Article

Evaluate all patients for dry eye before refractive surgery

Dry eye symptoms and fluctuating or decreased visual acuity due to ocular surface disease puts individuals at increased risk for refractive surgery-related dry eye.

Key Points

"Dry eye is potentially one of the most devastating non-flap-related complications associated with refractive surgery," explained Dr. Donnenfeld. "However, the risk of this complication can be minimized with an intelligent surgical, pharmacologic, and behavioral approach to refractive surgery." He spoke during the Refractive Surgery Subspecialty Day meeting, sponsored by the International Society of Refractive Surgery of the American Academy of Ophthalmology.

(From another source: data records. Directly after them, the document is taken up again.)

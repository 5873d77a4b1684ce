// Fixtures compartilhadas pelos testes de integração.
#![allow(dead_code)]

use async_trait::async_trait;
use chrono::Utc;
use serde_json::json;
use std::{
    sync::{
        atomic::{AtomicBool, AtomicUsize, Ordering},
        Arc, Mutex,
    },
    time::Duration,
};
use tokio::sync::{broadcast, Notify};
use uuid::Uuid;

use condominio_backend::{
    cache::ManualClock,
    common::error::{AppError, AppResult},
    config::{AppState, Settings},
    db::{DataStore, MemoryStore, Query, Row, Table},
    models::{
        auth::{AuthEvent, AuthUser, Session},
        context::TenantContext,
        role::Role,
    },
    services::{
        auth_provider::{AuthProvider, SignUpResult},
        dispatch::RecordingDispatcher,
        role_resolver::RoleResolver,
    },
};

// ---
// Provedor de sessão fixo
// ---

/// Provedor com uma sessão pronta. `hang` faz `get_session` nunca
/// responder (para testar o prazo da verificação). Com `gate`, a primeira
/// verificação depois de armado lê a sessão e espera a liberação antes de
/// devolvê-la.
pub struct StaticAuth {
    session: Mutex<Option<Session>>,
    events: broadcast::Sender<AuthEvent>,
    hang: AtomicBool,
    gate: Option<Arc<Gate>>,
    pub session_checks: AtomicUsize,
}

impl StaticAuth {
    pub fn signed_in(user: &AuthUser) -> Self {
        let (events, _) = broadcast::channel(16);
        Self {
            session: Mutex::new(Some(Session {
                access_token: format!("token-{}", user.id),
                user: user.clone(),
                expires_at: Utc::now() + chrono::Duration::hours(1),
            })),
            events,
            hang: AtomicBool::new(false),
            gate: None,
            session_checks: AtomicUsize::new(0),
        }
    }

    pub fn hanging(user: &AuthUser) -> Self {
        let auth = Self::signed_in(user);
        auth.hang.store(true, Ordering::SeqCst);
        auth
    }

    pub fn gated(user: &AuthUser, gate: Arc<Gate>) -> Self {
        Self {
            gate: Some(gate),
            ..Self::signed_in(user)
        }
    }

    pub fn publish(&self, event: AuthEvent) {
        let _ = self.events.send(event);
    }
}

#[async_trait]
impl AuthProvider for StaticAuth {
    async fn get_session(&self) -> AppResult<Option<Session>> {
        self.session_checks.fetch_add(1, Ordering::SeqCst);
        if self.hang.load(Ordering::SeqCst) {
            std::future::pending::<()>().await;
        }
        let current = self.session.lock().unwrap().clone();
        if let Some(gate) = &self.gate {
            if gate.armed.swap(false, Ordering::SeqCst) {
                gate.entered.notify_one();
                gate.release.notified().await;
            }
        }
        Ok(current)
    }

    async fn sign_in_with_password(&self, _email: &str, _password: &str) -> AppResult<Session> {
        self.session
            .lock()
            .unwrap()
            .clone()
            .ok_or(AppError::InvalidCredentials)
    }

    async fn sign_up(&self, _email: &str, _password: &str) -> AppResult<SignUpResult> {
        Err(AppError::UpstreamError("cadastro indisponível".into()))
    }

    async fn sign_out(&self) -> AppResult<()> {
        let previous = self.session.lock().unwrap().take();
        if let Some(session) = previous {
            self.publish(AuthEvent::SignedOut(session.user.id));
        }
        Ok(())
    }

    fn on_auth_state_change(&self) -> broadcast::Receiver<AuthEvent> {
        self.events.subscribe()
    }

    async fn reset_password_for_email(&self, _email: &str) -> AppResult<()> {
        Ok(())
    }

    async fn update_user(&self, _password: &str) -> AppResult<AuthUser> {
        self.session
            .lock()
            .unwrap()
            .as_ref()
            .map(|s| s.user.clone())
            .ok_or(AppError::Unauthenticated)
    }
}

// ---
// Banco com portão
// ---

/// Segura o primeiro `select` em `role_bindings` depois de armado, até o
/// teste liberar.
#[derive(Default)]
pub struct Gate {
    armed: AtomicBool,
    pub entered: Notify,
    release: Notify,
}

impl Gate {
    pub fn arm(&self) {
        self.armed.store(true, Ordering::SeqCst);
    }

    pub fn release(&self) {
        self.release.notify_one();
    }
}

pub struct GatedStore {
    inner: Arc<MemoryStore>,
    gate: Arc<Gate>,
}

#[async_trait]
impl DataStore for GatedStore {
    async fn select(&self, table: Table, query: &Query) -> AppResult<Vec<Row>> {
        if table == Table::RoleBindings && self.gate.armed.swap(false, Ordering::SeqCst) {
            self.gate.entered.notify_one();
            self.gate.release.notified().await;
        }
        self.inner.select(table, query).await
    }

    async fn insert(&self, table: Table, row: Row) -> AppResult<Row> {
        self.inner.insert(table, row).await
    }

    async fn update(&self, table: Table, id: Uuid, patch: Row) -> AppResult<Row> {
        self.inner.update(table, id, patch).await
    }

    async fn delete(&self, table: Table, id: Uuid) -> AppResult<()> {
        self.inner.delete(table, id).await
    }
}

// ---
// O mundo de teste
// ---

pub struct World {
    pub store: Arc<MemoryStore>,
    pub clock: Arc<ManualClock>,
    pub dispatcher: Arc<RecordingDispatcher>,
    pub gate: Arc<Gate>,
    pub state: AppState,
}

pub fn test_settings() -> Settings {
    Settings {
        jwt_secret: "segredo-de-teste".to_string(),
        require_email_confirmation: false,
        session_check_timeout: Duration::from_millis(200),
        ..Settings::default()
    }
}

impl World {
    pub fn new() -> Self {
        Self::build(test_settings(), false)
    }

    pub fn with_settings(settings: Settings) -> Self {
        Self::build(settings, false)
    }

    /// Mundo cujo banco pode segurar a leitura de vínculos (ver `Gate`).
    pub fn gated() -> Self {
        Self::build(test_settings(), true)
    }

    fn build(settings: Settings, gated: bool) -> Self {
        let store = Arc::new(MemoryStore::new());
        let clock = Arc::new(ManualClock::default());
        let dispatcher = Arc::new(RecordingDispatcher::default());
        let gate = Arc::new(Gate::default());

        let backing: Arc<dyn DataStore> = if gated {
            Arc::new(GatedStore {
                inner: store.clone(),
                gate: gate.clone(),
            })
        } else {
            store.clone()
        };

        let mut state = AppState::with_store(settings, backing, clock.clone(), dispatcher.clone());
        state.auth = state.auth.clone().with_hash_cost(4);

        Self {
            store,
            clock,
            dispatcher,
            gate,
            state,
        }
    }

    // --- Estrutura ---

    pub fn tenant(&self, name: &str) -> Uuid {
        let id = Uuid::new_v4();
        self.store.seed(
            Table::Tenants,
            [json!({ "id": id, "name": name, "active": true, "created_at": Utc::now() })],
        );
        id
    }

    pub fn block(&self, tenant_id: Uuid, name: &str) -> Uuid {
        let id = Uuid::new_v4();
        self.store.seed(
            Table::Blocks,
            [json!({ "id": id, "tenant_id": tenant_id, "name": name, "created_at": Utc::now() })],
        );
        id
    }

    pub fn unit(&self, block_id: Uuid, number: &str) -> Uuid {
        let id = Uuid::new_v4();
        self.store.seed(
            Table::Units,
            [json!({ "id": id, "block_id": block_id, "number": number, "kind": "apartment", "created_at": Utc::now() })],
        );
        id
    }

    /// Condomínio com um bloco e uma unidade: (tenant, block, unit).
    pub fn building(&self, name: &str) -> (Uuid, Uuid, Uuid) {
        let tenant = self.tenant(name);
        let block = self.block(tenant, "Bloco A");
        let unit = self.unit(block, "101");
        (tenant, block, unit)
    }

    // --- Pessoas ---

    pub fn user(&self, email: &str) -> AuthUser {
        let id = Uuid::new_v4();
        self.store.seed(
            Table::Users,
            [json!({ "id": id, "email": email, "password_hash": "", "confirmed": true, "created_at": Utc::now() })],
        );
        AuthUser {
            id,
            email: email.to_string(),
        }
    }

    pub fn profile(&self, user: &AuthUser, name: &str) {
        self.store.seed(
            Table::Profiles,
            [json!({ "id": Uuid::new_v4(), "user_id": user.id, "name": name, "phone": "11 99999-0000", "created_at": Utc::now() })],
        );
    }

    pub fn bind(&self, user: &AuthUser, tenant_id: Option<Uuid>, role: Role) -> Uuid {
        let id = Uuid::new_v4();
        self.store.seed(
            Table::RoleBindings,
            [json!({ "id": id, "user_id": user.id, "tenant_id": tenant_id, "role": role, "created_at": Utc::now() })],
        );
        id
    }

    pub fn resident(&self, user: &AuthUser, unit_id: Uuid, status: &str) -> Uuid {
        let id = Uuid::new_v4();
        self.store.seed(
            Table::Residents,
            [json!({ "id": id, "user_id": user.id, "unit_id": unit_id, "status": status, "is_owner": false, "created_at": Utc::now() })],
        );
        id
    }

    // --- Sessão e contexto ---

    pub fn resolver(&self, auth: Arc<dyn AuthProvider>) -> RoleResolver {
        RoleResolver::new(
            auth,
            self.state.store.clone(),
            self.state.role_cache.clone(),
            self.state.profiles.clone(),
            self.state.settings.session_check_timeout,
        )
    }

    pub fn resolver_for(&self, user: &AuthUser) -> (RoleResolver, Arc<StaticAuth>) {
        let auth = Arc::new(StaticAuth::signed_in(user));
        (self.resolver(auth.clone()), auth)
    }

    pub fn admin_of(&self, tenant_id: Uuid) -> TenantContext {
        TenantContext::scoped(Uuid::new_v4(), tenant_id, Role::TenantAdmin)
    }

    pub fn gatekeeper_of(&self, tenant_id: Uuid) -> TenantContext {
        TenantContext::scoped(Uuid::new_v4(), tenant_id, Role::Gatekeeper)
    }

    pub fn global_admin(&self) -> TenantContext {
        TenantContext::global_admin(Uuid::new_v4())
    }
}
pub mod approval;
pub mod auth;
pub mod auth_provider;
pub mod dispatch;
pub mod password_auth;
pub mod role_admin;
pub mod role_resolver;
pub mod tenant_admin;
pub mod tenant_guard;
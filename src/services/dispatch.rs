// src/services/dispatch.rs

use std::sync::Mutex;
use tokio::sync::mpsc;
use uuid::Uuid;

/// Trabalhos disparados depois que uma escrita é confirmada. O núcleo só
/// passa o id do registro e não espera resposta.
#[derive(Debug, Clone, Copy, PartialEq, Eq)]
pub enum Job {
    PackageArrived(Uuid),
    SosRaised(Uuid),
}

pub trait Dispatcher: Send + Sync {
    /// Nunca falha para quem chama: a escrita já aconteceu.
    fn dispatch(&self, job: Job);
}

/// Fila limitada consumida por uma task em segundo plano. Fila cheia
/// descarta o trabalho com um aviso.
pub struct ChannelDispatcher {
    tx: mpsc::Sender<Job>,
}

impl ChannelDispatcher {
    /// Cria a fila e sobe o consumidor. Precisa de um runtime tokio ativo.
    pub fn spawn(capacity: usize) -> Self {
        let (tx, mut rx) = mpsc::channel::<Job>(capacity);

        tokio::spawn(async move {
            while let Some(job) = rx.recv().await {
                match job {
                    Job::PackageArrived(id) => {
                        tracing::info!("📦 Encomenda {} registrada, morador será avisado.", id)
                    }
                    Job::SosRaised(id) => {
                        tracing::warn!("🚨 Alerta SOS {} aberto, acionando a portaria.", id)
                    }
                }
            }
            tracing::debug!("Fila de trabalhos encerrada.");
        });

        Self { tx }
    }
}

impl Dispatcher for ChannelDispatcher {
    fn dispatch(&self, job: Job) {
        if let Err(e) = self.tx.try_send(job) {
            tracing::warn!("Trabalho {:?} descartado: {}", job, e);
        }
    }
}

/// Guarda os trabalhos em memória, na ordem.
#[derive(Debug, Default)]
pub struct RecordingDispatcher {
    jobs: Mutex<Vec<Job>>,
}

impl RecordingDispatcher {
    pub fn jobs(&self) -> Vec<Job> {
        self.jobs.lock().unwrap_or_else(|p| p.into_inner()).clone()
    }
}

impl Dispatcher for RecordingDispatcher {
    fn dispatch(&self, job: Job) {
        self.jobs.lock().unwrap_or_else(|p| p.into_inner()).push(job);
    }
}
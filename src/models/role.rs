// src/models/role.rs

use serde::{Deserialize, Serialize};
use std::{fmt, str::FromStr};

use crate::common::error::AppError;

/// Papel de um usuário em um condomínio.
///
/// A ordem das variantes é a precedência: quando o usuário tem vários
/// vínculos, o de maior precedência define o papel efetivo.
/// Os nomes antigos gravados no banco (`master`, `admin`, `portaria`,
/// `morador`) continuam sendo aceitos na leitura.
#[derive(Debug, Clone, Copy, PartialEq, Eq, Hash, Serialize, Deserialize)]
#[serde(rename_all = "snake_case")]
pub enum Role {
    #[serde(alias = "master", alias = "admin_master")]
    GlobalAdmin,
    #[serde(alias = "admin", alias = "administrador")]
    TenantAdmin,
    #[serde(alias = "portaria", alias = "porteiro")]
    Gatekeeper,
    #[serde(alias = "morador")]
    Resident,
}

/// O que um papel pode fazer. Toda checagem de permissão passa por
/// `Role::can`, nunca por comparação de strings.
#[derive(Debug, Clone, Copy, PartialEq, Eq, Hash, Serialize, Deserialize)]
#[serde(rename_all = "snake_case")]
pub enum Capability {
    ManageTenants,
    ManageRoles,
    ManageResidents,
    ManageUnits,
    LogPackages,
    LogVisitors,
    PublishAnnouncements,
    ManagePolls,
    AttendSos,
    RaiseSos,
    Vote,
    ViewCommunity,
}

/// Os painéis da aplicação.
#[derive(Debug, Clone, Copy, PartialEq, Eq, Serialize, Deserialize)]
#[serde(rename_all = "snake_case")]
pub enum Dashboard {
    AdminMaster,
    Administration,
    Gatehouse,
    Resident,
    ApprovalWait,
}

impl Dashboard {
    pub fn path(self) -> &'static str {
        match self {
            Dashboard::AdminMaster => "/AdminMaster",
            Dashboard::Administration | Dashboard::Gatehouse => "/Dashboard",
            Dashboard::Resident => "/DashboardMorador",
            Dashboard::ApprovalWait => "/AguardandoAprovacao",
        }
    }
}

impl Role {
    /// Tabela central de precedência, do maior para o menor.
    pub const PRECEDENCE: [Role; 4] = [
        Role::GlobalAdmin,
        Role::TenantAdmin,
        Role::Gatekeeper,
        Role::Resident,
    ];

    pub fn rank(self) -> usize {
        Self::PRECEDENCE.len()
            - Self::PRECEDENCE
                .iter()
                .position(|r| *r == self)
                .unwrap_or(Self::PRECEDENCE.len())
    }

    pub fn outranks(self, other: Role) -> bool {
        self.rank() > other.rank()
    }

    /// O papel de maior precedência do conjunto.
    pub fn highest<I: IntoIterator<Item = Role>>(roles: I) -> Option<Role> {
        roles.into_iter().max_by_key(|r| r.rank())
    }

    pub fn as_str(self) -> &'static str {
        match self {
            Role::GlobalAdmin => "global_admin",
            Role::TenantAdmin => "tenant_admin",
            Role::Gatekeeper => "gatekeeper",
            Role::Resident => "resident",
        }
    }

    pub fn is_global(self) -> bool {
        self == Role::GlobalAdmin
    }

    /// Vínculos administrativos nunca ficam "pendentes".
    pub fn is_administrative(self) -> bool {
        self != Role::Resident
    }

    pub fn can(self, capability: Capability) -> bool {
        use Capability::*;
        match self {
            Role::GlobalAdmin => true,
            Role::TenantAdmin => capability != ManageTenants,
            Role::Gatekeeper => matches!(
                capability,
                LogPackages | LogVisitors | AttendSos | ViewCommunity
            ),
            Role::Resident => matches!(capability, RaiseSos | Vote | ViewCommunity),
        }
    }

    pub fn dashboard(self) -> Dashboard {
        match self {
            Role::GlobalAdmin => Dashboard::AdminMaster,
            Role::TenantAdmin => Dashboard::Administration,
            Role::Gatekeeper => Dashboard::Gatehouse,
            Role::Resident => Dashboard::Resident,
        }
    }

    pub fn can_access_dashboard(self, dashboard: Dashboard) -> bool {
        match self {
            Role::GlobalAdmin => true,
            Role::TenantAdmin => matches!(
                dashboard,
                Dashboard::Administration | Dashboard::Gatehouse | Dashboard::Resident
            ),
            Role::Gatekeeper => matches!(dashboard, Dashboard::Gatehouse | Dashboard::Resident),
            Role::Resident => dashboard == Dashboard::Resident,
        }
    }
}

impl fmt::Display for Role {
    fn fmt(&self, f: &mut fmt::Formatter<'_>) -> fmt::Result {
        f.write_str(self.as_str())
    }
}

impl FromStr for Role {
    type Err = AppError;

    fn from_str(s: &str) -> Result<Self, Self::Err> {
        serde_json::from_value(serde_json::Value::String(s.to_string()))
            .map_err(|_| AppError::Validation(format!("Papel desconhecido: '{}'", s)))
    }
}

#[cfg(test)]
mod tests {
    use super::*;

    #[test]
    fn precedence_is_total() {
        assert!(Role::GlobalAdmin.outranks(Role::TenantAdmin));
        assert!(Role::TenantAdmin.outranks(Role::Gatekeeper));
        assert!(Role::Gatekeeper.outranks(Role::Resident));
        assert_eq!(
            Role::highest([Role::Resident, Role::Gatekeeper, Role::TenantAdmin]),
            Some(Role::TenantAdmin)
        );
        assert_eq!(Role::highest([]), None);
    }

    #[test]
    fn legacy_names_parse() {
        assert_eq!("master".parse::<Role>().unwrap(), Role::GlobalAdmin);
        assert_eq!("portaria".parse::<Role>().unwrap(), Role::Gatekeeper);
        assert_eq!("tenant_admin".parse::<Role>().unwrap(), Role::TenantAdmin);
        assert!("sindico".parse::<Role>().is_err());
    }

    #[test]
    fn capabilities() {
        assert!(Role::GlobalAdmin.can(Capability::ManageTenants));
        assert!(!Role::TenantAdmin.can(Capability::ManageTenants));
        assert!(Role::TenantAdmin.can(Capability::ManageResidents));
        assert!(Role::Gatekeeper.can(Capability::LogPackages));
        assert!(!Role::Gatekeeper.can(Capability::ManageResidents));
        assert!(Role::Resident.can(Capability::RaiseSos));
        assert!(!Role::Resident.can(Capability::LogVisitors));
    }

    #[test]
    fn dashboards() {
        assert_eq!(Role::Resident.dashboard().path(), "/DashboardMorador");
        assert!(Role::TenantAdmin.can_access_dashboard(Dashboard::Gatehouse));
        assert!(!Role::Gatekeeper.can_access_dashboard(Dashboard::Administration));
        assert!(Role::GlobalAdmin.can_access_dashboard(Dashboard::ApprovalWait));
    }
}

"I consider these stains vital to dry eye evaluation, and I look at them like a traffic light," Dr. Donnenfeld said. "All these stains tell me to slow down or stop because the patient may not be a candidate for refractive surgery."

Who should avoid surgery?

"If a patient has dry eye symptoms but they have no effect on vision, the patient is usually a good candidate [for refractive surgery]," he said. "If a patient has dry eye symptoms and fluctuating vision, the individual is a moderate or poor candidate. For those patients with dry eye symptoms and decreased visual acuity due to ocular surface disease, they are not candidates for refractive surgery."

Dry eye signs

Patients are good candidates for refractive surgery if they have no dry eye symp toms exhibited by supravital staining of the conjunctiva. Individuals are considered moderate candidates if they have supravital staining of the conjunctiva but no corneal staining. If patients have both supravital staining of the conjunctiva and central fluorescein corneal staining, they should not undergo refractive surgery, Dr. Donnenfeld warned.